The output is the lines below from the one with "to locate the" through the one with "to load config", both included, printed exactly and with no other line.

══ Data listing

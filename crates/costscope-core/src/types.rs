use serde::{Deserialize, Serialize};
use std::fmt;

use crate::error::ModelError;

/// Development mode of a project in the COCOMO sense.
/// Ordered from the least (Organic) to the most constrained (Embedded).
#[derive(Debug, Clone, Copy, PartialEq, Eq, PartialOrd, Ord, Hash, Serialize, Deserialize)]
#[serde(rename_all = "kebab-case")]
pub enum ProcessClass {
    Organic,
    SemiDetached,
    Embedded,
}

impl ProcessClass {
    pub const ALL: [ProcessClass; 3] = [
        ProcessClass::Organic,
        ProcessClass::SemiDetached,
        ProcessClass::Embedded,
    ];

    /// Numeric complexity rank: 0 = organic, 2 = embedded.
    pub fn rank(&self) -> u8 {
        match self {
            ProcessClass::Organic => 0,
            ProcessClass::SemiDetached => 1,
            ProcessClass::Embedded => 2,
        }
    }
}

impl fmt::Display for ProcessClass {
    fn fmt(&self, f: &mut fmt::Formatter<'_>) -> fmt::Result {
        match self {
            ProcessClass::Organic => write!(f, "organic"),
            ProcessClass::SemiDetached => write!(f, "semi-detached"),
            ProcessClass::Embedded => write!(f, "embedded"),
        }
    }
}

impl std::str::FromStr for ProcessClass {
    type Err = ModelError;

    fn from_str(s: &str) -> Result<Self, Self::Err> {
        match s.trim().to_lowercase().as_str() {
            "organic" => Ok(ProcessClass::Organic),
            "semi-detached" | "semidetached" | "semi_detached" => Ok(ProcessClass::SemiDetached),
            "embedded" => Ok(ProcessClass::Embedded),
            _ => Err(ModelError::UnknownProcessClass(s.to_string())),
        }
    }
}

/// Validated, immutable project description. Built once per request by
/// [`crate::validation::validate`].
#[derive(Debug, Clone, PartialEq, Serialize, Deserialize)]
#[serde(rename_all = "camelCase")]
pub struct ProjectSpec {
    #[serde(default, skip_serializing_if = "Option::is_none")]
    pub project_name: Option<String>,
    pub size_loc: f64,
    pub process_class: ProcessClass,
    pub effort_adjustment_factor: f64,
    pub discount_rate: f64,
    pub developer_count: u32,
    pub tester_count: u32,
    pub expected_annual_revenue: f64,
    pub project_duration_months: f64,
    pub cost_per_person_month: f64,
    pub revenue_period_years: u32,
}

impl ProjectSpec {
    pub fn kloc(&self) -> f64 {
        self.size_loc / 1000.0
    }

    /// Saturates for specs built outside the validator.
    pub fn team_size(&self) -> u32 {
        self.developer_count.saturating_add(self.tester_count)
    }

    /// Copy of this spec with a different size. Used by the perturbation stages.
    pub fn with_size(&self, size_loc: f64) -> Self {
        Self {
            size_loc,
            ..self.clone()
        }
    }

    pub fn with_eaf(&self, effort_adjustment_factor: f64) -> Self {
        Self {
            effort_adjustment_factor,
            ..self.clone()
        }
    }

    pub fn with_revenue(&self, expected_annual_revenue: f64) -> Self {
        Self {
            expected_annual_revenue,
            ..self.clone()
        }
    }

    pub fn with_cost_per_person_month(&self, cost_per_person_month: f64) -> Self {
        Self {
            cost_per_person_month,
            ..self.clone()
        }
    }
}

/// Effort, schedule and cost produced by one estimation model.
#[derive(Debug, Clone, Copy, PartialEq, Serialize, Deserialize)]
pub struct EstimationModelResult {
    #[serde(rename = "effort")]
    pub effort_person_months: f64,
    #[serde(rename = "duration")]
    pub duration_months: f64,
    #[serde(rename = "cost")]
    pub total_cost: f64,
}

impl EstimationModelResult {
    /// Average number of people needed to deliver the effort over the duration.
    pub fn nominal_staffing(&self) -> f64 {
        if self.duration_months > 0.0 {
            self.effort_person_months / self.duration_months
        } else {
            0.0
        }
    }
}

/// Reference project used across the engine's unit tests.
#[cfg(test)]
pub(crate) fn sample_spec() -> ProjectSpec {
    ProjectSpec {
        project_name: Some("billing".to_string()),
        size_loc: 50_000.0,
        process_class: ProcessClass::SemiDetached,
        effort_adjustment_factor: 1.0,
        discount_rate: 0.1,
        developer_count: 8,
        tester_count: 3,
        expected_annual_revenue: 900_000.0,
        project_duration_months: 18.0,
        cost_per_person_month: 8000.0,
        revenue_period_years: 2,
    }
}

#[cfg(test)]
mod tests {
    use super::*;

    #[test]
    fn test_team_size_saturates() {
        let mut spec = sample_spec();
        spec.developer_count = u32::MAX;
        spec.tester_count = u32::MAX;
        assert_eq!(spec.team_size(), u32::MAX);
    }

    #[test]
    fn test_process_class_ordering() {
        assert!(ProcessClass::Organic < ProcessClass::SemiDetached);
        assert!(ProcessClass::SemiDetached < ProcessClass::Embedded);
        assert_eq!(ProcessClass::Embedded.rank(), 2);
    }

    #[test]
    fn test_process_class_parse() {
        assert_eq!(
            "organic".parse::<ProcessClass>().unwrap(),
            ProcessClass::Organic
        );
        assert_eq!(
            "Semi-Detached".parse::<ProcessClass>().unwrap(),
            ProcessClass::SemiDetached
        );
        assert_eq!(
            "embedded".parse::<ProcessClass>().unwrap(),
            ProcessClass::Embedded
        );
        assert!("mainframe".parse::<ProcessClass>().is_err());
    }

    #[test]
    fn test_process_class_serde_uses_kebab_case() {
        let json = serde_json::to_string(&ProcessClass::SemiDetached).unwrap();
        assert_eq!(json, "\"semi-detached\"");
        let back: ProcessClass = serde_json::from_str(&json).unwrap();
        assert_eq!(back, ProcessClass::SemiDetached);
    }

    #[test]
    fn test_with_size_leaves_other_fields() {
        let spec = sample_spec();
        let bigger = spec.with_size(60_000.0);
        assert_eq!(bigger.size_loc, 60_000.0);
        assert_eq!(bigger.process_class, spec.process_class);
        assert_eq!(bigger.cost_per_person_month, spec.cost_per_person_month);
    }

    #[test]
    fn test_nominal_staffing() {
        let r = EstimationModelResult {
            effort_person_months: 120.0,
            duration_months: 12.0,
            total_cost: 0.0,
        };
        assert!((r.nominal_staffing() - 10.0).abs() < 1e-12);
    }
}
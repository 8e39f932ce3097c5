use indicatif::{ProgressBar, ProgressStyle};
use std::io::IsTerminal;
use std::time::Duration;

/// Loading state of a page: a spinner on a terminal, a log line otherwise
pub struct LoadingIndicator {
    spinner: Option<ProgressBar>,
}

impl LoadingIndicator {
    pub fn start(message: &str, show: bool) -> Self {
        if !show || !is_interactive() {
            tracing::info!(operation = "load", message = %message, "Loading page");
            return Self { spinner: None };
        }

        let spinner = ProgressBar::new_spinner();
        spinner.set_style(
            ProgressStyle::default_spinner()
                .template("{spinner:.green} {msg}")
                .unwrap_or_else(|_| ProgressStyle::default_spinner())
                .tick_chars("⠋⠙⠹⠸⠼⠴⠦⠧⠇⠏")
        );
        spinner.set_message(message.to_string());
        spinner.enable_steady_tick(Duration::from_millis(80));
        Self { spinner: Some(spinner) }
    }

    pub fn finish(self) {
        if let Some(spinner) = self.spinner {
            spinner.finish_and_clear();
        }
    }
}

pub fn is_interactive() -> bool {
    std::io::stdout().is_terminal() && std::io::stderr().is_terminal()
}
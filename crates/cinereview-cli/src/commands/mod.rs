pub mod config;
pub mod movie;
pub mod movies;
pub mod prompts;

use cinereview_config::{Config, CredentialStore, PathManager};
use cinereview_store::{ReviewStore, SupabaseClient};
use color_eyre::Result;
use std::sync::Arc;

/// Build the store client from `config.toml`, `credentials.toml` and env overrides
pub fn connect_store() -> Result<Arc<dyn ReviewStore>> {
    let path_manager = PathManager::new()
        .map_err(|e| color_eyre::eyre::eyre!("Failed to locate the configuration directory: {}", e))?;
    let config_file = path_manager.config_file();
    let config = Config::load_or_default(&config_file)
        .map_err(|e| color_eyre::eyre::eyre!("Failed to load config from {}: {}", config_file.display(), e))?;

    let credentials_file = path_manager.credentials_file();
    let mut cred_store = CredentialStore::new(credentials_file.clone());
    cred_store.load()
        .map_err(|e| color_eyre::eyre::eyre!("Failed to load credentials from {}: {}", credentials_file.display(), e))?;

    let client = SupabaseClient::from_config(&config, &cred_store)
        .map_err(|e| color_eyre::eyre::eyre!("{}", e))?;
    Ok(Arc::new(client))
}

════

** Answer section **
        .map_err(|e| color_eyre::eyre::eyre!("Failed to locate the configuration directory: {}", e))?;
    let config_file = path_manager.config_file();
    let config = Config::load_or_default(&config_file)
        .map_err(|e| color_eyre::eyre::eyre!("Failed to load config from {}: {}", config_file.display(), e))?;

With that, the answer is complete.